Exercise details >>
Type out every line of the data again, exactly.

Supplied entries >>
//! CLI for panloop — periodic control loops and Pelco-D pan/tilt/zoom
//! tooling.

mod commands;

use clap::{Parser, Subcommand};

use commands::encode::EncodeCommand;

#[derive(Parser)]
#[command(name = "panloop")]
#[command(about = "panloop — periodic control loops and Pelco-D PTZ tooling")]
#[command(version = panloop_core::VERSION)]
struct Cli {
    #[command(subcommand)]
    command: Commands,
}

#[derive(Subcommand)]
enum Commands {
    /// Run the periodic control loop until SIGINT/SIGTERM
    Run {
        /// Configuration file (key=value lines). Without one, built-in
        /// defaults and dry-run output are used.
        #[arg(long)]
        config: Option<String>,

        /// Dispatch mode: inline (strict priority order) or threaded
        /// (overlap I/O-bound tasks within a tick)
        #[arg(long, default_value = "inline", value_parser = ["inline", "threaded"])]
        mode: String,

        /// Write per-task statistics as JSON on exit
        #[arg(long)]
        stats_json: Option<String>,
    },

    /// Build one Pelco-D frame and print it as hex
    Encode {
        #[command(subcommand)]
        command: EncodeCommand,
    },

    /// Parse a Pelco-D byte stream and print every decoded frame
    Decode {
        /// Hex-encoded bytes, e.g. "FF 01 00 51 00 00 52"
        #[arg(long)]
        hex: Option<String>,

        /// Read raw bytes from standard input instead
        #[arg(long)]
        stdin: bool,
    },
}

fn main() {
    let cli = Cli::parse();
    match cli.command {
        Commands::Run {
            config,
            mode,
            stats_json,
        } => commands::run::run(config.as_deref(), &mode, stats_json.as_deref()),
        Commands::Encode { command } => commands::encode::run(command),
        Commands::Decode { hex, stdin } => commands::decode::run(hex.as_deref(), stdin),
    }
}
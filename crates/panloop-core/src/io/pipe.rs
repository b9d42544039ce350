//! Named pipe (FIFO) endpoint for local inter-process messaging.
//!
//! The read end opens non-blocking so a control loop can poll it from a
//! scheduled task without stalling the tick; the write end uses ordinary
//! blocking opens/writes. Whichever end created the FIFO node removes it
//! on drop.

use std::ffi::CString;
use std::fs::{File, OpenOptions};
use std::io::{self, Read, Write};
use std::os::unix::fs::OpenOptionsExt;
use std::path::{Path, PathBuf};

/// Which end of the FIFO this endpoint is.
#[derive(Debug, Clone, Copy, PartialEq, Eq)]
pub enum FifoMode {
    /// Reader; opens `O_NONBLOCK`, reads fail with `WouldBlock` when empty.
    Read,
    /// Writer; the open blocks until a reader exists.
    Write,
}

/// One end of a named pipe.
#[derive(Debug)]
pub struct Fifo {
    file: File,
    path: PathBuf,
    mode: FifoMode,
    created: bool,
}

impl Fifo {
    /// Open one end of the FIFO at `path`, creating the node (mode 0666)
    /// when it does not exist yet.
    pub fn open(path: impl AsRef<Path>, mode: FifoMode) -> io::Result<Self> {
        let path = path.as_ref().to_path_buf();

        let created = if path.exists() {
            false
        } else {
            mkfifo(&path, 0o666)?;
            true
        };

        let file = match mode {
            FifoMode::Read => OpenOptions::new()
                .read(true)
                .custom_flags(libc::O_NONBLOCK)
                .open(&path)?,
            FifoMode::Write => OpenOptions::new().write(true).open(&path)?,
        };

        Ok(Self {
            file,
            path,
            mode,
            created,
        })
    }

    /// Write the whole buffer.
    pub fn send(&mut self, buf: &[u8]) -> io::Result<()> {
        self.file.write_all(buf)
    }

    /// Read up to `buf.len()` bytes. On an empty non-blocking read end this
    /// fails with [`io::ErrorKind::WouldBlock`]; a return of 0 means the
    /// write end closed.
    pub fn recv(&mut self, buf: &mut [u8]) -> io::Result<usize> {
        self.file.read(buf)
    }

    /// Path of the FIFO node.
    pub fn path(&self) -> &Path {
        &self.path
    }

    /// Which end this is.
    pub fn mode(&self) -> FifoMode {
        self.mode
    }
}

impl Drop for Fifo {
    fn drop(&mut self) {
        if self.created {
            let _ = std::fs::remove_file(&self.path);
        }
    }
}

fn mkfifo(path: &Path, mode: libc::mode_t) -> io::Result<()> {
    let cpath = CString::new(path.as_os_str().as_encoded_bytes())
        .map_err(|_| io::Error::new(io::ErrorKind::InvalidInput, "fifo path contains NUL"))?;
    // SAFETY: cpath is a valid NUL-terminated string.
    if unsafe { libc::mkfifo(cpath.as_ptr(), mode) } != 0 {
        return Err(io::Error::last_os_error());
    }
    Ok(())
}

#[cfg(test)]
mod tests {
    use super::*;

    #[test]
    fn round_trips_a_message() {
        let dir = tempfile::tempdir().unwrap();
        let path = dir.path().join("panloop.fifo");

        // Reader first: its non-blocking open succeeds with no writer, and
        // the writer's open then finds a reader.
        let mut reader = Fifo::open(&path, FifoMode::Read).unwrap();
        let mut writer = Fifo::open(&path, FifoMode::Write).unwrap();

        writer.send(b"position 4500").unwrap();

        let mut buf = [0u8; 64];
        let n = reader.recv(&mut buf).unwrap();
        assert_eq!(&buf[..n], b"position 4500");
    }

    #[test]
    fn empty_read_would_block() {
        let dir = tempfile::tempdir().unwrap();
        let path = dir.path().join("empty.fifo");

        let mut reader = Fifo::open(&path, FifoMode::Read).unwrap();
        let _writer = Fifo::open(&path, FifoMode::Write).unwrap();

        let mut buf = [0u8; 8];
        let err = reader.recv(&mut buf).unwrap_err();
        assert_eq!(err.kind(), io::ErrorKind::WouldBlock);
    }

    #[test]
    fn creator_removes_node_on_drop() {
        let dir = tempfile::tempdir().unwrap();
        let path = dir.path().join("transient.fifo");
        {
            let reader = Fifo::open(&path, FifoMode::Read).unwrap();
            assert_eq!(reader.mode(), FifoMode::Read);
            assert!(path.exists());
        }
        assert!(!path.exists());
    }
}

The answer >>
//! CLI for panloop — periodic control loops and Pelco-D pan/tilt/zoom
//! tooling.

mod commands;

use clap::{Parser, Subcommand};

use commands::encode::EncodeCommand;

#[derive(Parser)]
#[command(name = "panloop")]
#[command(about = "panloop — periodic control loops and Pelco-D PTZ tooling")]
#[command(version = panloop_core::VERSION)]
struct Cli {
    #[command(subcommand)]
    command: Commands,
}

#[derive(Subcommand)]
enum Commands {
    /// Run the periodic control loop until SIGINT/SIGTERM
    Run {
        /// Configuration file (key=value lines). Without one, built-in
        /// defaults and dry-run output are used.
        #[arg(long)]
        config: Option<String>,

        /// Dispatch mode: inline (strict priority order) or threaded
        /// (overlap I/O-bound tasks within a tick)
        #[arg(long, default_value = "inline", value_parser = ["inline", "threaded"])]
        mode: String,

        /// Write per-task statistics as JSON on exit
        #[arg(long)]
        stats_json: Option<String>,
    },

    /// Build one Pelco-D frame and print it as hex
    Encode {
        #[command(subcommand)]
        command: EncodeCommand,
    },

    /// Parse a Pelco-D byte stream and print every decoded frame
    Decode {
        /// Hex-encoded bytes, e.g. "FF 01 00 51 00 00 52"
        #[arg(long)]
        hex: Option<String>,

        /// Read raw bytes from standard input instead
        #[arg(long)]
        stdin: bool,
    },
}

fn main() {
    let cli = Cli::parse();
    match cli.command {
        Commands::Run {
            config,
            mode,
            stats_json,
        } => commands::run::run(config.as_deref(), &mode, stats_json.as_deref()),
        Commands::Encode { command } => commands::encode::run(command),
        Commands::Decode { hex, stdin } => commands::decode::run(hex.as_deref(), stdin),
    }
}
filename crates/panloop-core/src/io/pipe.rs
repository b9d42544039ce350
//! Named pipe (FIFO) endpoint for local inter-process messaging.
//!
//! The read end opens non-blocking so a control loop can poll it from a
//! scheduled task without stalling the tick; the write end uses ordinary
//! blocking opens/writes. Whichever end created the FIFO node removes it
//! on drop.

use std::ffi::CString;
use std::fs::{File, OpenOptions};
use std::io::{self, Read, Write};
use std::os::unix::fs::OpenOptionsExt;
use std::path::{Path, PathBuf};

/// Which end of the FIFO this endpoint is.
#[derive(Debug, Clone, Copy, PartialEq, Eq)]
pub enum FifoMode {
    /// Reader; opens `O_NONBLOCK`, reads fail with `WouldBlock` when empty.
    Read,
    /// Writer; the open blocks until a reader exists.
    Write,
}

/// One end of a named pipe.
#[derive(Debug)]
pub struct Fifo {
    file: File,
    path: PathBuf,
    mode: FifoMode,
    created: bool,
}

impl Fifo {
    /// Open one end of the FIFO at `path`, creating the node (mode 0666)
    /// when it does not exist yet.
    pub fn open(path: impl AsRef<Path>, mode: FifoMode) -> io::Result<Self> {
        let path = path.as_ref().to_path_buf();

        let created = if path.exists() {
            false
        } else {
            mkfifo(&path, 0o666)?;
            true
        };

        let file = match mode {
            FifoMode::Read => OpenOptions::new()
                .read(true)
                .custom_flags(libc::O_NONBLOCK)
                .open(&path)?,
            FifoMode::Write => OpenOptions::new().write(true).open(&path)?,
        };

        Ok(Self {
            file,
            path,
            mode,
            created,
        })
    }

    /// Write the whole buffer.
    pub fn send(&mut self, buf: &[u8]) -> io::Result<()> {
        self.file.write_all(buf)
    }

    /// Read up to `buf.len()` bytes. On an empty non-blocking read end this
    /// fails with [`io::ErrorKind::WouldBlock`]; a return of 0 means the
    /// write end closed.
    pub fn recv(&mut self, buf: &mut [u8]) -> io::Result<usize> {
        self.file.read(buf)
    }

    /// Path of the FIFO node.
    pub fn path(&self) -> &Path {
        &self.path
    }

    /// Which end this is.
    pub fn mode(&self) -> FifoMode {
        self.mode
    }
}

impl Drop for Fifo {
    fn drop(&mut self) {
        if self.created {
            let _ = std::fs::remove_file(&self.path);
        }
    }
}

fn mkfifo(path: &Path, mode: libc::mode_t) -> io::Result<()> {
    let cpath = CString::new(path.as_os_str().as_encoded_bytes())
        .map_err(|_| io::Error::new(io::ErrorKind::InvalidInput, "fifo path contains NUL"))?;
    // SAFETY: cpath is a valid NUL-terminated string.
    if unsafe { libc::mkfifo(cpath.as_ptr(), mode) } != 0 {
        return Err(io::Error::last_os_error());
    }
    Ok(())
}

#[cfg(test)]
mod tests {
    use super::*;

    #[test]
    fn round_trips_a_message() {
        let dir = tempfile::tempdir().unwrap();
        let path = dir.path().join("panloop.fifo");

        // Reader first: its non-blocking open succeeds with no writer, and
        // the writer's open then finds a reader.
        let mut reader = Fifo::open(&path, FifoMode::Read).unwrap();
        let mut writer = Fifo::open(&path, FifoMode::Write).unwrap();

        writer.send(b"position 4500").unwrap();

        let mut buf = [0u8; 64];
        let n = reader.recv(&mut buf).unwrap();
        assert_eq!(&buf[..n], b"position 4500");
    }

    #[test]
    fn empty_read_would_block() {
        let dir = tempfile::tempdir().unwrap();
        let path = dir.path().join("empty.fifo");

        let mut reader = Fifo::open(&path, FifoMode::Read).unwrap();
        let _writer = Fifo::open(&path, FifoMode::Write).unwrap();

        let mut buf = [0u8; 8];
        let err = reader.recv(&mut buf).unwrap_err();
        assert_eq!(err.kind(), io::ErrorKind::WouldBlock);
    }

    #[test]
    fn creator_removes_node_on_drop() {
        let dir = tempfile::tempdir().unwrap();
        let path = dir.path().join("transient.fifo");
        {
            let reader = Fifo::open(&path, FifoMode::Read).unwrap();
            assert_eq!(reader.mode(), FifoMode::Read);
            assert!(path.exists());
        }
        assert!(!path.exists());
    }
}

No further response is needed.